[TASK TO CARRY OUT]
Your task is to copy the stretch of lines in the records below that begins with the line containing "let reviewed: Vec<Option<String>> = conn" and ends with the line containing "pub mod sessions;", exactly as written, with nothing added.

[PROVIDED RECORDS]
━━━━━━━━━━━━━━━━━━━━━━━━━━━━━━

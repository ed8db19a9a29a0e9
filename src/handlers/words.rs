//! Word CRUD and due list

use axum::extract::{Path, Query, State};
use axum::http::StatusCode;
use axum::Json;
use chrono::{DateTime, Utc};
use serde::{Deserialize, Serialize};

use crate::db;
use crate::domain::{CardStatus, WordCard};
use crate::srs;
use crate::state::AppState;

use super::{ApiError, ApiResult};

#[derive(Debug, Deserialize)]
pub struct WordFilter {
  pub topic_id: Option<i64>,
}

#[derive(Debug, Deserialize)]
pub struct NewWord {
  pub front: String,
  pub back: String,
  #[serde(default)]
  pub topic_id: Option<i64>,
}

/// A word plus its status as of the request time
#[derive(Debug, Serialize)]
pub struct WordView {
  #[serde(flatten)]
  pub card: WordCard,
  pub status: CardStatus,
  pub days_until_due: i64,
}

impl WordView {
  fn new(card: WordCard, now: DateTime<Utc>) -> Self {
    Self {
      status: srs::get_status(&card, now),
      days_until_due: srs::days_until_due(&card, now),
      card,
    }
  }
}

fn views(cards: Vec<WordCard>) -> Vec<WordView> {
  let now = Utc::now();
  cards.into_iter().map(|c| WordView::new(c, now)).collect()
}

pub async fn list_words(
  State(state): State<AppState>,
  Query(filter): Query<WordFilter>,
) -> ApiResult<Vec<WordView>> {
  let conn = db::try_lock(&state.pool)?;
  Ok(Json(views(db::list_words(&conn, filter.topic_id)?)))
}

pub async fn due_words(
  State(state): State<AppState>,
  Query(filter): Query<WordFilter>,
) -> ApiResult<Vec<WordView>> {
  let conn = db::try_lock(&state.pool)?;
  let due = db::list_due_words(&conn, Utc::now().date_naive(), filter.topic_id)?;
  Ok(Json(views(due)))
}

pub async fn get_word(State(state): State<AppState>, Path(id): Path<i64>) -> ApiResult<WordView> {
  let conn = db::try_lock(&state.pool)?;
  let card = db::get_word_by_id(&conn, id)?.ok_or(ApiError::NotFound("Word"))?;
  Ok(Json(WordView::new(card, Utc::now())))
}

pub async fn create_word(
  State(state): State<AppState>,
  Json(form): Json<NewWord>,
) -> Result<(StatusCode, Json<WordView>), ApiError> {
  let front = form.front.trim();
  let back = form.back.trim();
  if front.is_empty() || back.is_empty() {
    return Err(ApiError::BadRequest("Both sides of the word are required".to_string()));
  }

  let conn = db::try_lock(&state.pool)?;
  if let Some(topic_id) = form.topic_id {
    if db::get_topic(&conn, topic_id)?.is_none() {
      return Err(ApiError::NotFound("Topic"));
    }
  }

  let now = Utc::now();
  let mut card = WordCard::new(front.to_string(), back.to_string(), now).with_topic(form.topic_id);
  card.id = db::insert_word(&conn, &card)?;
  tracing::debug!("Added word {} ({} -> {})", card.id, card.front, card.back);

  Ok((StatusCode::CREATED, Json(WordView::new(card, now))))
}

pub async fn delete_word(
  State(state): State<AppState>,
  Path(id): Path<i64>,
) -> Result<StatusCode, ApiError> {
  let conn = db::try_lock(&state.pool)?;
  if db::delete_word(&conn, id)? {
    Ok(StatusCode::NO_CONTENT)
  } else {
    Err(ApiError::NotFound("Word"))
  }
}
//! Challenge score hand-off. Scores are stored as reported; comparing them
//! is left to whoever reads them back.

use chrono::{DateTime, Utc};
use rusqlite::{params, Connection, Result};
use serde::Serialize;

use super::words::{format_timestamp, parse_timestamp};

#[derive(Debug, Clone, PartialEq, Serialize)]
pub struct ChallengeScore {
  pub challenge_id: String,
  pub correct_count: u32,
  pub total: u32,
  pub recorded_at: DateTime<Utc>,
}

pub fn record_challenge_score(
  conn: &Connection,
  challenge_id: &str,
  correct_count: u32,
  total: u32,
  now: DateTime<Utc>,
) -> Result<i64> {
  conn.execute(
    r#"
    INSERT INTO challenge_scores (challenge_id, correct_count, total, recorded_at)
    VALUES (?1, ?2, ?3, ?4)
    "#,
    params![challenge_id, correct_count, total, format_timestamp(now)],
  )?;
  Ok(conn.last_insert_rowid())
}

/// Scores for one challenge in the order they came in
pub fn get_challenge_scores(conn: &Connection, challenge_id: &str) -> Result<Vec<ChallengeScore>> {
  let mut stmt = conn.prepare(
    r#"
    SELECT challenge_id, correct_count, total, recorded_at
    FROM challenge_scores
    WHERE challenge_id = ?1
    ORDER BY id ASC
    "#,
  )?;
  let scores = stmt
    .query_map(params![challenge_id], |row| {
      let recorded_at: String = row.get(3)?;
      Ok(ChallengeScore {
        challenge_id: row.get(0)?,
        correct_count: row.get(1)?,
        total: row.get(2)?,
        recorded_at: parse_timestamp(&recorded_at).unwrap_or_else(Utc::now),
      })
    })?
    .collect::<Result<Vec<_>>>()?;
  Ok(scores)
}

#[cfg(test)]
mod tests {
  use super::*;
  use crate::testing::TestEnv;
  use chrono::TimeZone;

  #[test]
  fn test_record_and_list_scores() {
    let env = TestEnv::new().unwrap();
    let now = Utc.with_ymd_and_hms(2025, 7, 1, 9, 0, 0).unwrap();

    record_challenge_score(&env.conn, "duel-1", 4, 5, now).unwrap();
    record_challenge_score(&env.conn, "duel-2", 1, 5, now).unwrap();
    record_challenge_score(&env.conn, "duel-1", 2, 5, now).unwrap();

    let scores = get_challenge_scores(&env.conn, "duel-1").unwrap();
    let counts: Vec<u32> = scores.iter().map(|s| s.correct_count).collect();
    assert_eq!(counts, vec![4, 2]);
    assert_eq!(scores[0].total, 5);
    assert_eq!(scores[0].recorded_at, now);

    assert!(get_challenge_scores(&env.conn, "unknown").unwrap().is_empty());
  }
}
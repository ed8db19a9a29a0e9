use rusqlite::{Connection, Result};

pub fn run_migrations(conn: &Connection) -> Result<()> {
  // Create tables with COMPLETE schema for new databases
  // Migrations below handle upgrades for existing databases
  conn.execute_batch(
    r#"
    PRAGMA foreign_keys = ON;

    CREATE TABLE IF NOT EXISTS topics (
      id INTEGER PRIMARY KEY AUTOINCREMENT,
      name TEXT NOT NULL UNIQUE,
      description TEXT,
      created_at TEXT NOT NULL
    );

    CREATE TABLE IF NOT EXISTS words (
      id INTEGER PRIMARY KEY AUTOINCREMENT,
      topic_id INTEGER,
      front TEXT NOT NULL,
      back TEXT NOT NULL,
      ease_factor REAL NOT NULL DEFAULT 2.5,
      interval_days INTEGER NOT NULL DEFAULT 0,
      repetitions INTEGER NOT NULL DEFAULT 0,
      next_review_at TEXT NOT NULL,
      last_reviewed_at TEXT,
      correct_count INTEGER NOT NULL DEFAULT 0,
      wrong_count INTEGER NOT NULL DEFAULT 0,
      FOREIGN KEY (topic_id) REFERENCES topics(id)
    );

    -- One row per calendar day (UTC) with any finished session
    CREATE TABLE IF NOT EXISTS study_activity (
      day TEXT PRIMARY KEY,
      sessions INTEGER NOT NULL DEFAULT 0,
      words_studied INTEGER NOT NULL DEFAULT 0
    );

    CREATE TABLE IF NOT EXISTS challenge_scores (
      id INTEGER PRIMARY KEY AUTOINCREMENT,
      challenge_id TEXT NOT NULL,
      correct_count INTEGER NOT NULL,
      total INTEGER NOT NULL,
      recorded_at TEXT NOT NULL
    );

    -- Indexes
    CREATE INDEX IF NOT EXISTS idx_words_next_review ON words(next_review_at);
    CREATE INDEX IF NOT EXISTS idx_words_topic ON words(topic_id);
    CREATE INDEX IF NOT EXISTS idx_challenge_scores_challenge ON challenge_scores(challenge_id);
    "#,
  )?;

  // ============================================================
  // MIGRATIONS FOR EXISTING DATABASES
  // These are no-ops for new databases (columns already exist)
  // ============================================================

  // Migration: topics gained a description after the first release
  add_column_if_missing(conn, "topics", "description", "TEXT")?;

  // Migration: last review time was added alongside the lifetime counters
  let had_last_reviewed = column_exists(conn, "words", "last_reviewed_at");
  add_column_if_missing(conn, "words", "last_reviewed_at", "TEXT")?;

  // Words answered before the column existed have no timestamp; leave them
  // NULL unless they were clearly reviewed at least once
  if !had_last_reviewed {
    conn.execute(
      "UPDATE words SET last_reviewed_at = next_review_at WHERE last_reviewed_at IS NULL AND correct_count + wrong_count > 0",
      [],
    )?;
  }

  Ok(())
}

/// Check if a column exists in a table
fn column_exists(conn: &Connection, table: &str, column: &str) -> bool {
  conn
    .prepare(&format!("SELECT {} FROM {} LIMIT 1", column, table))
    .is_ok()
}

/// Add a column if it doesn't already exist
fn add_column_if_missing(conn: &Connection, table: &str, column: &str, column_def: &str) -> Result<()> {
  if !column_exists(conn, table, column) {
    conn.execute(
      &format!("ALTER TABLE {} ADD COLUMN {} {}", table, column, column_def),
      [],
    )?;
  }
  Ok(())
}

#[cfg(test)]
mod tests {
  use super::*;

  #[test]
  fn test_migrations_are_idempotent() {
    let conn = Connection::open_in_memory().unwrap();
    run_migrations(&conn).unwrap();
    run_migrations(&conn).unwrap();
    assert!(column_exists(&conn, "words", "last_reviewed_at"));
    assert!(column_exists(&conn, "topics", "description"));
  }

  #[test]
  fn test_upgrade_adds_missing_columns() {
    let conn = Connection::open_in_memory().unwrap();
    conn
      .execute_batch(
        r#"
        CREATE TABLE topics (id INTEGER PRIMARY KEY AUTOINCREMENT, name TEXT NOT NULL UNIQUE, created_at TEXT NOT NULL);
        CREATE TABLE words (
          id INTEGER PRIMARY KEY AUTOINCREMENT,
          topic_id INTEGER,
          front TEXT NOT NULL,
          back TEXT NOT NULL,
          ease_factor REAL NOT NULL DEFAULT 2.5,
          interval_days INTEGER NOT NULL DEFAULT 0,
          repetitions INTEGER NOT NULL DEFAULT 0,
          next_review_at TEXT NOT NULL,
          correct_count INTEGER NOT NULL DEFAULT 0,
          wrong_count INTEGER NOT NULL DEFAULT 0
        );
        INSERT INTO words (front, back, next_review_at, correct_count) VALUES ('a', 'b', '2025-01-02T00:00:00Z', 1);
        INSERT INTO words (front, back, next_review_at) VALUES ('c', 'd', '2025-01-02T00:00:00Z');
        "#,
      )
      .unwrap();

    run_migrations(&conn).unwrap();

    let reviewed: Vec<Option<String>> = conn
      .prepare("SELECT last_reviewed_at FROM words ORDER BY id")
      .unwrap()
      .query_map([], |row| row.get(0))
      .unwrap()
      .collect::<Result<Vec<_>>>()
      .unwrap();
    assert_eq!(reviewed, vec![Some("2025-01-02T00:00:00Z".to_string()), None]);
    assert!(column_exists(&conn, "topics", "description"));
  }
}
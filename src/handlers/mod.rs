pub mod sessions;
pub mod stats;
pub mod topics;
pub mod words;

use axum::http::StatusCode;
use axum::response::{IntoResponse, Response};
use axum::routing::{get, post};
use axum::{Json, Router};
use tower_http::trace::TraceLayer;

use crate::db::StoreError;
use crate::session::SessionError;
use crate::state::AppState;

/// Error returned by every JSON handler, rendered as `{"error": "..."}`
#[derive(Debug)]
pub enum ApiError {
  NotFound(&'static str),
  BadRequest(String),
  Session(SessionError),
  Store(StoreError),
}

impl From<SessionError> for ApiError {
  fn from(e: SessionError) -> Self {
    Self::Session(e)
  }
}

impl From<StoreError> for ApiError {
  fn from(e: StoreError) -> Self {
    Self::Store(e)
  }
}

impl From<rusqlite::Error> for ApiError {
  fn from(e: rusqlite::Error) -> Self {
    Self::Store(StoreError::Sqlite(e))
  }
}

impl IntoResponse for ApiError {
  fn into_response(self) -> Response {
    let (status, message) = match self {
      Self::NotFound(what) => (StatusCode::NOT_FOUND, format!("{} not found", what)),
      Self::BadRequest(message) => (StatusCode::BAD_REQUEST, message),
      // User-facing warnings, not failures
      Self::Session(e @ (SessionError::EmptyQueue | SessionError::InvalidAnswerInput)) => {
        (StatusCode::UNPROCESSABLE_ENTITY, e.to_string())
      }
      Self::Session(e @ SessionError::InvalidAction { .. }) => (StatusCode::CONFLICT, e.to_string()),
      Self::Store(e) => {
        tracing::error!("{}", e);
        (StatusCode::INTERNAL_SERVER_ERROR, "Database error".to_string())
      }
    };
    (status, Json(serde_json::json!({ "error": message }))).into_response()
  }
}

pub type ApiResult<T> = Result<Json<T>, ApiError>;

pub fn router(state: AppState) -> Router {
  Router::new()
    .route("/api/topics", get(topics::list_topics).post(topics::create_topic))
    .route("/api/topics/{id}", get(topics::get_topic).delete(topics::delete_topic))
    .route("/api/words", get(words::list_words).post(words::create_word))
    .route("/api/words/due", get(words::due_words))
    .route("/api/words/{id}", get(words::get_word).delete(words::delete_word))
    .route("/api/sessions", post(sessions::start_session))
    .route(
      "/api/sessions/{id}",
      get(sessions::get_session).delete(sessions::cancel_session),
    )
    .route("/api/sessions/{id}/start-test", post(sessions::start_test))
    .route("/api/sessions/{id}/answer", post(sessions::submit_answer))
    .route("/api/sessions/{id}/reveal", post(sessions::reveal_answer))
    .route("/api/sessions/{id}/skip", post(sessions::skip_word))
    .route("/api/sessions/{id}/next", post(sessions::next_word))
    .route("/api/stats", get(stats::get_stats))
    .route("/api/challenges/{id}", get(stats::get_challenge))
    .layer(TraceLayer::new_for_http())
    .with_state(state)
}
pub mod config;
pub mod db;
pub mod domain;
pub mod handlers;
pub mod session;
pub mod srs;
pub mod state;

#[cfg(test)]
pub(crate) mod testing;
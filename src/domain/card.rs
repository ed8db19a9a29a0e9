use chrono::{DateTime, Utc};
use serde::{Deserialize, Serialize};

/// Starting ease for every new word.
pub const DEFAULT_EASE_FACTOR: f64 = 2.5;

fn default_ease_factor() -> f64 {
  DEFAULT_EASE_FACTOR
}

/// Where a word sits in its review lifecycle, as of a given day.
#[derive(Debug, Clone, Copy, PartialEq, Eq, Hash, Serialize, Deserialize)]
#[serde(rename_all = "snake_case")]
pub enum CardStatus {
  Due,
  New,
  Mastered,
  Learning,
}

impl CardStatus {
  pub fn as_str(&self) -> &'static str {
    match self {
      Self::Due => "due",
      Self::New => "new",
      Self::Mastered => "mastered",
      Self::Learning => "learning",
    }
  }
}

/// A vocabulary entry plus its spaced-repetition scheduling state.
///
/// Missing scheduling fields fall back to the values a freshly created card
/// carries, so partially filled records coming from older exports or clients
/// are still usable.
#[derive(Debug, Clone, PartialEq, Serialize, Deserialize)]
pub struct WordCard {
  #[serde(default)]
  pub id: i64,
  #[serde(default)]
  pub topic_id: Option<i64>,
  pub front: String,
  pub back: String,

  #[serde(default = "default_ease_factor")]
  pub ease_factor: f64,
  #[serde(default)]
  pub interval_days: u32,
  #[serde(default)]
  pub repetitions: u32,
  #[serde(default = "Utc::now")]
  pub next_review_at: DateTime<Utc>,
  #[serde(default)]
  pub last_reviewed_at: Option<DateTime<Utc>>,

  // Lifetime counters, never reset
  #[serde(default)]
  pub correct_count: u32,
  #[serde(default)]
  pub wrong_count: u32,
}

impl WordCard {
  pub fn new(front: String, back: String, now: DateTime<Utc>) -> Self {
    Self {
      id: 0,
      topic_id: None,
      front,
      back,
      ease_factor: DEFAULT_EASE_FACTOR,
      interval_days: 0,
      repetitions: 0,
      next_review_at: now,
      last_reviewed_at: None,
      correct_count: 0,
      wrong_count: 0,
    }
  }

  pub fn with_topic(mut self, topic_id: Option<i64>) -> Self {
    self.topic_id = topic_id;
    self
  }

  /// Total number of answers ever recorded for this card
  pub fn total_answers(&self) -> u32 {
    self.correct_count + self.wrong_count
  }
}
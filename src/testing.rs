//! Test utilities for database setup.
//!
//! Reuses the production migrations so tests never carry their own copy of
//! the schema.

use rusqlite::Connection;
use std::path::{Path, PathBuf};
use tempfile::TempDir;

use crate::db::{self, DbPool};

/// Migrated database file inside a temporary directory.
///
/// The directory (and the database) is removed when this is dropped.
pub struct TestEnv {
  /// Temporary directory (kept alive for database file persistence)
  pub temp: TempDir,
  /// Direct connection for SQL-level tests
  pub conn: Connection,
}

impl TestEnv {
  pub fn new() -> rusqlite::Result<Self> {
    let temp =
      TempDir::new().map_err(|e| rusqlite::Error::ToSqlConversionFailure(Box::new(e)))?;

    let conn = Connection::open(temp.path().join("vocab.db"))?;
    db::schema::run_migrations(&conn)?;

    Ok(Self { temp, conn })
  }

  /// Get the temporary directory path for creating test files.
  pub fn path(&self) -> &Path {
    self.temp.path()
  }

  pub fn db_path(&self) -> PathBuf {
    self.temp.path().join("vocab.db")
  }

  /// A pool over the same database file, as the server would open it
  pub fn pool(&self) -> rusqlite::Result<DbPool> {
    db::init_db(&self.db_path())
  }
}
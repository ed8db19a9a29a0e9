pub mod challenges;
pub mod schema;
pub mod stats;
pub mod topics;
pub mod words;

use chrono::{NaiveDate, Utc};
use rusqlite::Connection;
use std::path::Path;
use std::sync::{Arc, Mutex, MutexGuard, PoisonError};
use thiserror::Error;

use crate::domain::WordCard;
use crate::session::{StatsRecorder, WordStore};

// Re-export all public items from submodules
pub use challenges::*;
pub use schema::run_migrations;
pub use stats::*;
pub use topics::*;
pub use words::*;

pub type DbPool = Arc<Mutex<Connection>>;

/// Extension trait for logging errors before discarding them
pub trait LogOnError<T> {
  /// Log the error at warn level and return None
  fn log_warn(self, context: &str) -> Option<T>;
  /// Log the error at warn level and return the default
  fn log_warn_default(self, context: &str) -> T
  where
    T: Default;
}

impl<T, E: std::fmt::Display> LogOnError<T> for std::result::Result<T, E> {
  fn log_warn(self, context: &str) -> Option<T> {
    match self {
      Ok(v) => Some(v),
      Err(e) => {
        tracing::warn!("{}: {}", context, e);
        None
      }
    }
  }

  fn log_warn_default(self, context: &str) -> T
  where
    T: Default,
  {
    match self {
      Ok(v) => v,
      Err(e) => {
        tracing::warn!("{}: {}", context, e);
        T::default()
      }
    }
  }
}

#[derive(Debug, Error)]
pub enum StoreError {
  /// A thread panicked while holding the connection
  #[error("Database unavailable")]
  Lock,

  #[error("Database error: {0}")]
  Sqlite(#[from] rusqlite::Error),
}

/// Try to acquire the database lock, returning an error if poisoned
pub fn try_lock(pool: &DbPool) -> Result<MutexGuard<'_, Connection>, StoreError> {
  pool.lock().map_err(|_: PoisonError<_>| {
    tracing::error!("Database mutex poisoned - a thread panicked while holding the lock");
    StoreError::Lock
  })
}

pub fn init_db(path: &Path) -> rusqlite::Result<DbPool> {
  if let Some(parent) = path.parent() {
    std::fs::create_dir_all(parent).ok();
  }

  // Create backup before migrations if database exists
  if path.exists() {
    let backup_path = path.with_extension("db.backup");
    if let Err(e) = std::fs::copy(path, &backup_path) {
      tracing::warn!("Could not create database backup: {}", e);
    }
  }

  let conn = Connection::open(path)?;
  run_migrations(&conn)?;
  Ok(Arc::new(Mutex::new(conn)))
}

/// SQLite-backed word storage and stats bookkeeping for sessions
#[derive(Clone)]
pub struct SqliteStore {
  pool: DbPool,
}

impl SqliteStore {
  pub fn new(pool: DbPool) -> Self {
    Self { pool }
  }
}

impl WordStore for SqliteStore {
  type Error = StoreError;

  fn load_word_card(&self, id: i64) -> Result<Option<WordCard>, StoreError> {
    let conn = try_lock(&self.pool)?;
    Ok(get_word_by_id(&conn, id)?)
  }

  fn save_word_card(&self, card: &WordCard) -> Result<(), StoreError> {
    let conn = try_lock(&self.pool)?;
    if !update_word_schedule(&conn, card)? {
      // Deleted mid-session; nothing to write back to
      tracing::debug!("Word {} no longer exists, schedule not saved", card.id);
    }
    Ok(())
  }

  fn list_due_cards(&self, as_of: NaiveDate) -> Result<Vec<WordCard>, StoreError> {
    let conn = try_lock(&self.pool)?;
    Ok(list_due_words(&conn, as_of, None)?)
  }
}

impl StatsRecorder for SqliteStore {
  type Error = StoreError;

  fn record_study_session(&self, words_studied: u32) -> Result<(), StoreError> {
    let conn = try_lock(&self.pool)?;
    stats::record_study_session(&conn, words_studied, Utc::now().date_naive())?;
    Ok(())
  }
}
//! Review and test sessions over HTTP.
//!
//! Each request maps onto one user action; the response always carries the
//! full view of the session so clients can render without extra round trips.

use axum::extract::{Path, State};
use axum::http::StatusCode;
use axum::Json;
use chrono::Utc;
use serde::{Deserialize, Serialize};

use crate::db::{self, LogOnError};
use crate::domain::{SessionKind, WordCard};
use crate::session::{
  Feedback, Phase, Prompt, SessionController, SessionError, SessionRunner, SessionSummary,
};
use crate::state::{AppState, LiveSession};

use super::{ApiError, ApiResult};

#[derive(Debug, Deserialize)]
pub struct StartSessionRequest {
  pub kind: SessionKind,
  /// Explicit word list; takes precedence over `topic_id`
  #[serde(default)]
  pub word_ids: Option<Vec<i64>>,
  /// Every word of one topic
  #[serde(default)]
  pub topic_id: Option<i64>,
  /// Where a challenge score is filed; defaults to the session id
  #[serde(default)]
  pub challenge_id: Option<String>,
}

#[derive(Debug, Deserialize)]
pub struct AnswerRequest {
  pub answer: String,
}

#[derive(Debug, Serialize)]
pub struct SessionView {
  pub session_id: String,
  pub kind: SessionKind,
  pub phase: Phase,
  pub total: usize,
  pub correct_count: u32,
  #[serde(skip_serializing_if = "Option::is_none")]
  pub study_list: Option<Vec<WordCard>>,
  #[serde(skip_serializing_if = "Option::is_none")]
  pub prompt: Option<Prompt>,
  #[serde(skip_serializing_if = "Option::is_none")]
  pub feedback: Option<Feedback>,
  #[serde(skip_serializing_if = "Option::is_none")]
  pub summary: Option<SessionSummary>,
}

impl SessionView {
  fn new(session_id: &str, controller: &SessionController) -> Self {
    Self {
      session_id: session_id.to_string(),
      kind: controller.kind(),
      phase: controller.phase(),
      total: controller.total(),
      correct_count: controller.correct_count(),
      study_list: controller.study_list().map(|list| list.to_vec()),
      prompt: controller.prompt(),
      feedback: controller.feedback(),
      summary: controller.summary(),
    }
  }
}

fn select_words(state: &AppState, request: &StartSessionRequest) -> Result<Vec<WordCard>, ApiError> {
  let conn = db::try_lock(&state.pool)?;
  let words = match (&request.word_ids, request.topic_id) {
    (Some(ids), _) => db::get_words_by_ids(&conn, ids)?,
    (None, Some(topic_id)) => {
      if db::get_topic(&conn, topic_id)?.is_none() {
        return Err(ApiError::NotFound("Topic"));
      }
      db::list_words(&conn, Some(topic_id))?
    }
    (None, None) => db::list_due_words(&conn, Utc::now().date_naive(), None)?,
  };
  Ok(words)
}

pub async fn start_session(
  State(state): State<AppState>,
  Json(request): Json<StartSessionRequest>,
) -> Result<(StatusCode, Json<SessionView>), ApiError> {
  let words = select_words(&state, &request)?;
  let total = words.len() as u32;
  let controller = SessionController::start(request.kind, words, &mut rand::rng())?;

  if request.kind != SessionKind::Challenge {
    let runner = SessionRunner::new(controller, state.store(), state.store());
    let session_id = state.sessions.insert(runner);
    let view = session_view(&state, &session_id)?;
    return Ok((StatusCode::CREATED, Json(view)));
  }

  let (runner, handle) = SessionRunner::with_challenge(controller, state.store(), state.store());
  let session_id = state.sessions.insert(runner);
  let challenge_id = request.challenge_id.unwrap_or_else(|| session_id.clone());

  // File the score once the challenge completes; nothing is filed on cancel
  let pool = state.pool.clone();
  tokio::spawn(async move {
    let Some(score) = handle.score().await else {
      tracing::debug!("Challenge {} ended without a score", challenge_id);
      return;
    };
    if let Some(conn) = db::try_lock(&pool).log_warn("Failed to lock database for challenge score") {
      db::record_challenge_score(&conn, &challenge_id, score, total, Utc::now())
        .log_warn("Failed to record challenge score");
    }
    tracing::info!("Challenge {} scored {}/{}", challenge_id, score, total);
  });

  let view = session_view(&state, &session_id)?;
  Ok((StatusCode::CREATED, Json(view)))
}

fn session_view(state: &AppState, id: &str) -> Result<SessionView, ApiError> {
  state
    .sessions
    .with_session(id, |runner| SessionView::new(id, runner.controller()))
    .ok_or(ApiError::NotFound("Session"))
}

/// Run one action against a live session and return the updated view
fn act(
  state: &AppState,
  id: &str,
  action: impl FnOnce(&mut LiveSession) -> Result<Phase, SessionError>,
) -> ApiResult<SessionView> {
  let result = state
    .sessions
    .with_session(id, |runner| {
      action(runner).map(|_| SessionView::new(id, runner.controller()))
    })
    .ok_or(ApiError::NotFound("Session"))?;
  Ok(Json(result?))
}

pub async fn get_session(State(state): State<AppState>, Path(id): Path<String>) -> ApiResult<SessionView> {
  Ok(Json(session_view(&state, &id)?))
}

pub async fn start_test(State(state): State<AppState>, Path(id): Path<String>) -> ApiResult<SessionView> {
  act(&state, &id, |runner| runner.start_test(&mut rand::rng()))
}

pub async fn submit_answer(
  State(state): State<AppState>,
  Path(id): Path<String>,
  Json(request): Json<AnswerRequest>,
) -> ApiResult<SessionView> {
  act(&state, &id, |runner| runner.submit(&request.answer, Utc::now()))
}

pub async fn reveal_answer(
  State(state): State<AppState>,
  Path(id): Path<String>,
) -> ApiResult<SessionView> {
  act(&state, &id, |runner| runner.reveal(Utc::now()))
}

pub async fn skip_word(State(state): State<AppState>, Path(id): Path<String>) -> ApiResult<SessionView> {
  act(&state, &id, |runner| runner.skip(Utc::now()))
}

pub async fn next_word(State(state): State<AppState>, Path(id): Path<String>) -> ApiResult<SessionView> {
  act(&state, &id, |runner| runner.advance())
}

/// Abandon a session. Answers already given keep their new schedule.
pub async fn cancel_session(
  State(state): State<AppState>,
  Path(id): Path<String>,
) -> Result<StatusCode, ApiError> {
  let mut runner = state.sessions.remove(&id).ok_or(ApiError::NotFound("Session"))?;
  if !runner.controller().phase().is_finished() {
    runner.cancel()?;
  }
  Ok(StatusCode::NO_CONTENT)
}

━━━━━━━━━━━━━━━━━━━━━━━━━━━━━━

[EXPECTED OUTPUT]
    let reviewed: Vec<Option<String>> = conn
      .prepare("SELECT last_reviewed_at FROM words ORDER BY id")
      .unwrap()
      .query_map([], |row| row.get(0))
      .unwrap()
      .collect::<Result<Vec<_>>>()
      .unwrap();
    assert_eq!(reviewed, vec![Some("2025-01-02T00:00:00Z".to_string()), None]);
    assert!(column_exists(&conn, "topics", "description"));
  }
}
filename src/handlers/mod.rs
pub mod sessions;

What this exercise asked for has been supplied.